[Prompt]: Using the listing below, report each line holding the string "anyhow".

*** Opening Input material ***

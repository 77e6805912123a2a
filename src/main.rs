// src/main.rs

use assetpipe::{cli, logging, run};

#[tokio::main]
async fn main() {
    if let Err(err) = run_main().await {
        eprintln!("assetpipe error: {err:?}");
        std::process::exit(1);
    }
}

async fn run_main() -> anyhow::Result<()> {
    let args = cli::parse();
    logging::init_logging(args.log_level)?;
    run(args).await
}
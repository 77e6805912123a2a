// src/engine/runtime.rs

use std::fmt;

use tokio::sync::mpsc;
use tracing::{debug, error, info};

use crate::dag::ScheduledTask;
use crate::errors::Result;
use crate::exec::ExecutorBackend;
use crate::reload::{ReloadHub, ReloadMessage};
use crate::tasks::ReloadAction;

use super::core::CoreRuntime;
use super::{CoreCommand, RuntimeEvent};

/// Drives the DAG scheduler in response to `RuntimeEvent`s,
/// and delegates actual command execution to an `ExecutorBackend`.
///
/// This is a pure IO shell around `CoreRuntime`, which contains all the
/// runtime semantics. This struct handles async IO: reading events from
/// channels, dispatching tasks to the executor and pushing reload/error
/// messages to connected browsers.
pub struct Runtime<E: ExecutorBackend> {
    core: CoreRuntime,
    event_rx: mpsc::Receiver<RuntimeEvent>,
    executor: E,
    /// Live-reload broadcast hub; `None` in `--once` mode.
    reload: Option<ReloadHub>,
}

impl<E: ExecutorBackend> fmt::Debug for Runtime<E> {
    fn fmt(&self, f: &mut fmt::Formatter<'_>) -> fmt::Result {
        f.debug_struct("Runtime")
            .field("core", &self.core)
            .finish_non_exhaustive()
    }
}

impl<E: ExecutorBackend> Runtime<E> {
    pub fn new(
        core: CoreRuntime,
        event_rx: mpsc::Receiver<RuntimeEvent>,
        executor: E,
        reload: Option<ReloadHub>,
    ) -> Self {
        Self {
            core,
            event_rx,
            executor,
            reload,
        }
    }

    /// Main event loop.
    ///
    /// - Consumes `RuntimeEvent`s from `event_rx`.
    /// - Feeds them into the core runtime.
    /// - Executes commands returned by the core (spawn tasks, notify, exit).
    pub async fn run(mut self) -> Result<()> {
        info!("assetpipe runtime started");

        loop {
            let event = match self.event_rx.recv().await {
                Some(e) => e,
                None => {
                    info!("runtime event channel closed; exiting");
                    break;
                }
            };

            debug!(?event, "runtime received event");

            // Feed the event into the pure core and get commands back.
            let step = self.core.step(event);

            // Execute the commands.
            for command in step.commands {
                self.execute_command(command).await?;
            }

            // If the core says to stop, break out of the loop.
            if !step.keep_running {
                info!("core requested exit; stopping runtime");
                break;
            }
        }

        info!("runtime exiting");
        Ok(())
    }

    /// Execute a single command from the core.
    async fn execute_command(&mut self, command: CoreCommand) -> Result<()> {
        match command {
            CoreCommand::DispatchTasks(tasks) => {
                self.spawn_ready(tasks).await?;
            }
            CoreCommand::NotifyReload(action) => {
                if let Some(hub) = &self.reload {
                    // Successful rebuild: clear any error overlay first.
                    hub.broadcast(&ReloadMessage::ClearError);
                    match action {
                        ReloadAction::CssSwap => hub.broadcast(&ReloadMessage::Css),
                        ReloadAction::FullReload => hub.broadcast(&ReloadMessage::Reload),
                    }
                }
            }
            CoreCommand::NotifyError { task, message } => {
                error!(task = %task, error = %message, "pipeline task failed");
                if let Some(hub) = &self.reload {
                    hub.broadcast(&ReloadMessage::Error { task, message });
                }
            }
            CoreCommand::RequestExit => {
                // The core already returns keep_running=false in this case,
                // so this command is somewhat redundant. We'll just log it.
                info!("core issued RequestExit command");
            }
        }
        Ok(())
    }

    async fn spawn_ready(&mut self, tasks: Vec<ScheduledTask>) -> Result<()> {
        if tasks.is_empty() {
            return Ok(());
        }

        let names: Vec<_> = tasks.iter().map(|t| t.name.as_str()).collect();
        let run_ids: Vec<_> = tasks.iter().map(|t| t.run_id).collect();
        debug!(?names, ?run_ids, "spawning ready tasks");

        self.executor.spawn_ready_tasks(tasks).await
    }
}
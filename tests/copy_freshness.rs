// tests/copy_freshness.rs

mod common;
use crate::common::{init_tracing, ProjectBuilder};

use std::error::Error;
use std::fs;

use assetpipe::config::AssetCategory;
use assetpipe::pipeline::copy;

type TestResult = Result<(), Box<dyn Error>>;

#[test]
fn unchanged_sources_are_not_rewritten() -> TestResult {
    init_tracing();

    let project = ProjectBuilder::new()
        .file("dev/extra/fonts/body.woff2", "fake font bytes")
        .file("dev/extra/fonts/heading.woff2", "more fake font bytes");
    let config = project.config();
    let entry = config.entry(AssetCategory::Fonts)?;

    let first = copy::run(entry)?;
    assert_eq!(first.copied, 2);
    assert_eq!(first.skipped, 0);

    let dest = project.path("build/assets/fonts/body.woff2");
    let mtime_after_first = fs::metadata(&dest)?.modified()?;

    let second = copy::run(entry)?;
    assert_eq!(second.copied, 0);
    assert_eq!(second.skipped, 2);
    assert_eq!(fs::metadata(&dest)?.modified()?, mtime_after_first);
    Ok(())
}

#[test]
fn touched_source_is_copied_again() -> TestResult {
    init_tracing();

    let project = ProjectBuilder::new().file("dev/extra/root/robots.txt", "User-agent: *\n");
    let config = project.config();
    let entry = config.entry(AssetCategory::Misc)?;

    copy::run(entry)?;

    // Rewrite with a future mtime so the destination is definitely stale.
    let src = project.path("dev/extra/root/robots.txt");
    fs::write(&src, "User-agent: *\nDisallow: /drafts\n")?;
    let future = std::time::SystemTime::now() + std::time::Duration::from_secs(5);
    let file = fs::File::open(&src)?;
    file.set_modified(future)?;

    let second = copy::run(entry)?;
    assert_eq!(second.copied, 1);

    let copied = fs::read_to_string(project.path("build/robots.txt"))?;
    assert!(copied.contains("Disallow: /drafts"));
    Ok(())
}

#[test]
fn empty_category_copies_nothing() -> TestResult {
    init_tracing();

    let project = ProjectBuilder::new();
    fs::create_dir_all(project.path("dev/extra/fonts"))?;
    let config = project.config();
    let entry = config.entry(AssetCategory::Fonts)?;

    let summary = copy::run(entry)?;
    assert_eq!(summary.copied, 0);
    assert_eq!(summary.skipped, 0);
    Ok(())
}
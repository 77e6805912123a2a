// src/dag/scheduler_step.rs

//! Step-by-step execution result types for the scheduler.

use crate::dag::task_info::ScheduledTask;
use crate::engine::TaskName;

/// Structured result of a single scheduler "step".
///
/// This is useful for tests that want to manually step the DAG and make
/// assertions about what changed.
#[derive(Debug, Clone)]
pub struct SchedulerStep {
    /// Tasks that became ready to run as a result of this step.
    pub newly_scheduled: Vec<ScheduledTask>,
    /// Tasks that were newly marked as failed in this step (including the
    /// task that failed and any dependents).
    pub newly_failed: Vec<TaskName>,
    /// Whether this step caused the current run to finish (i.e. the scheduler
    /// is now idle).
    pub run_just_finished: bool,
}

impl SchedulerStep {
    pub(crate) fn empty() -> Self {
        Self {
            newly_scheduled: Vec::new(),
            newly_failed: Vec::new(),
            run_just_finished: false,
        }
    }
}
// src/serve/mod.rs

//! Local HTTP dev server.
//!
//! Serves the build output directory over plain HTTP. HTML responses get
//! the live-reload client script injected before `</body>`. Local
//! development only: no auth, no caching, no directory listings.

pub mod http;
pub mod inject;
pub mod mime;

pub use http::start_http_server;
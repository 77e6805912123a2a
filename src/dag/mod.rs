// src/dag/mod.rs

//! DAG representation and scheduling.
//!
//! - [`graph`] holds the directed acyclic graph of pipeline tasks.
//! - [`scheduler`] contains the per-run state machine that decides
//!   which tasks are ready to run, and when dependents can be scheduled.
//! - [`task_info`] provides task metadata and scheduled task types.
//! - [`scheduler_step`] defines the result type for scheduler steps.
//! - [`state_manager`] manages per-run state transitions.

pub mod graph;
pub mod scheduler;
pub mod scheduler_step;
pub mod state_manager;
pub mod task_info;

pub use graph::DagGraph;
pub use scheduler::Scheduler;
pub use scheduler_step::SchedulerStep;
pub use task_info::{ScheduledTask, TaskRunState};
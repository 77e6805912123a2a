// src/exec/backend.rs

//! Pluggable executor backend abstraction.
//!
//! The runtime talks to an `ExecutorBackend` instead of a raw mpsc sender.
//! This makes it easy to swap in a fake executor in tests while keeping the
//! production executor implementation in [`runner`].
//!
//! - `RealExecutorBackend` is the default implementation. It wraps the
//!   `spawn_executor` loop and just forwards scheduled tasks over an mpsc
//!   channel.
//! - Tests can provide their own `ExecutorBackend` that, for example, records
//!   which tasks were scheduled and directly emits `TaskCompleted` events.

use std::future::Future;
use std::pin::Pin;
use std::sync::Arc;

use tokio::sync::mpsc;

use crate::dag::ScheduledTask;
use crate::engine::RuntimeEvent;
use crate::errors::{AssetpipeError, Result};
use crate::pipeline::PipelineContext;

use super::runner::spawn_executor;

/// Trait abstracting how scheduled tasks are executed.
///
/// Production code uses [`RealExecutorBackend`]; tests can provide their own
/// implementation that doesn't touch the filesystem.
pub trait ExecutorBackend: Send {
    /// Dispatch the given tasks for execution.
    ///
    /// The implementation is free to:
    /// - run the real pipeline transforms (production)
    /// - simulate completion and emit `RuntimeEvent`s (tests)
    fn spawn_ready_tasks(
        &mut self,
        tasks: Vec<ScheduledTask>,
    ) -> Pin<Box<dyn Future<Output = Result<()>> + Send + '_>>;
}

/// Real executor backend used in production.
///
/// Internally, this just wraps the executor loop in [`spawn_executor`]. The
/// runtime calls `spawn_ready_tasks`, which forwards the tasks to the
/// background executor via an mpsc channel.
pub struct RealExecutorBackend {
    tx: mpsc::Sender<ScheduledTask>,
}

impl RealExecutorBackend {
    /// Create a new real executor backend, wiring it to the given runtime
    /// event sender and shared pipeline context.
    ///
    /// This spawns the background executor loop immediately.
    pub fn new(runtime_tx: mpsc::Sender<RuntimeEvent>, ctx: Arc<PipelineContext>) -> Self {
        let tx = spawn_executor(runtime_tx, ctx);
        Self { tx }
    }
}

impl ExecutorBackend for RealExecutorBackend {
    fn spawn_ready_tasks(
        &mut self,
        tasks: Vec<ScheduledTask>,
    ) -> Pin<Box<dyn Future<Output = Result<()>> + Send + '_>> {
        // Clone the sender so the future doesn't borrow `self` across `await`.
        let tx = self.tx.clone();

        Box::pin(async move {
            for task in tasks {
                tx.send(task)
                    .await
                    .map_err(|e| AssetpipeError::Other(anyhow::anyhow!(e)))?;
            }
            Ok(())
        })
    }
}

*** Closing Input material ***

[Response area]:
async fn run_main() -> anyhow::Result<()> {
                    .map_err(|e| AssetpipeError::Other(anyhow::anyhow!(e)))?;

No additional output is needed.